**Work instructions**. Select all lines holding the word "static" from the entries that follow.

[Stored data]

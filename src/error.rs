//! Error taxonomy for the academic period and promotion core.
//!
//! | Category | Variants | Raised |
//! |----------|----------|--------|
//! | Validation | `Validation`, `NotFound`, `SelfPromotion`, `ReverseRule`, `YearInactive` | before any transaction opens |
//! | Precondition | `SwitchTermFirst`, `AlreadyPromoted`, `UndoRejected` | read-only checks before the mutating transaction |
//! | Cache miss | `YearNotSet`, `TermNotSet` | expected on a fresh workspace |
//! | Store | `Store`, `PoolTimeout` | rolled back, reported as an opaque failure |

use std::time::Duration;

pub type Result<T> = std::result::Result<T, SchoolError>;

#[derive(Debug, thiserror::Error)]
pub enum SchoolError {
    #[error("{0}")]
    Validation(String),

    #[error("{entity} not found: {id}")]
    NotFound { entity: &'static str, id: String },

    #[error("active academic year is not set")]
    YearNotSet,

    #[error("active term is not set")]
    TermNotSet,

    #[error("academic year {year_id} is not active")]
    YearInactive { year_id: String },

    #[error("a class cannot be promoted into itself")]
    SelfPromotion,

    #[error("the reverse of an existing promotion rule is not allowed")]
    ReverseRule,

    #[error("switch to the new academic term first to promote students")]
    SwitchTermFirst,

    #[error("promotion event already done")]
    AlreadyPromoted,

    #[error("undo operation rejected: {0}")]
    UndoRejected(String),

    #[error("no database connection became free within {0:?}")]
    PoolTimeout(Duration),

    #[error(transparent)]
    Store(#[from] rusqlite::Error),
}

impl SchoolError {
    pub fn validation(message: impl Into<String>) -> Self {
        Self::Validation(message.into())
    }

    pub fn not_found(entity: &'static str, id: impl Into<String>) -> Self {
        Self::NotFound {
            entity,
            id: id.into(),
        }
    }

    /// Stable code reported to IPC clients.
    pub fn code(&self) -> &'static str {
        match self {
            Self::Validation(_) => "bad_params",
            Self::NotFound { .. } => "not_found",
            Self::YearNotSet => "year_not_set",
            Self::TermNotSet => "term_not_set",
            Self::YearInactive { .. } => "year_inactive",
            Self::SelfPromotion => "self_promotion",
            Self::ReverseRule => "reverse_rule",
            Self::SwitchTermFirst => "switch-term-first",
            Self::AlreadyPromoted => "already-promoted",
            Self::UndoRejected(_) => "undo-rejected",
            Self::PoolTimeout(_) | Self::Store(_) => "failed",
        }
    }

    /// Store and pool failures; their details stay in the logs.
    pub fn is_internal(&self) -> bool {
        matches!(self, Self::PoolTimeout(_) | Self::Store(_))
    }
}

**Exercise solution**.
    NotFound { entity: &'static str, id: String },
    pub fn not_found(entity: &'static str, id: impl Into<String>) -> Self {
    pub fn code(&self) -> &'static str {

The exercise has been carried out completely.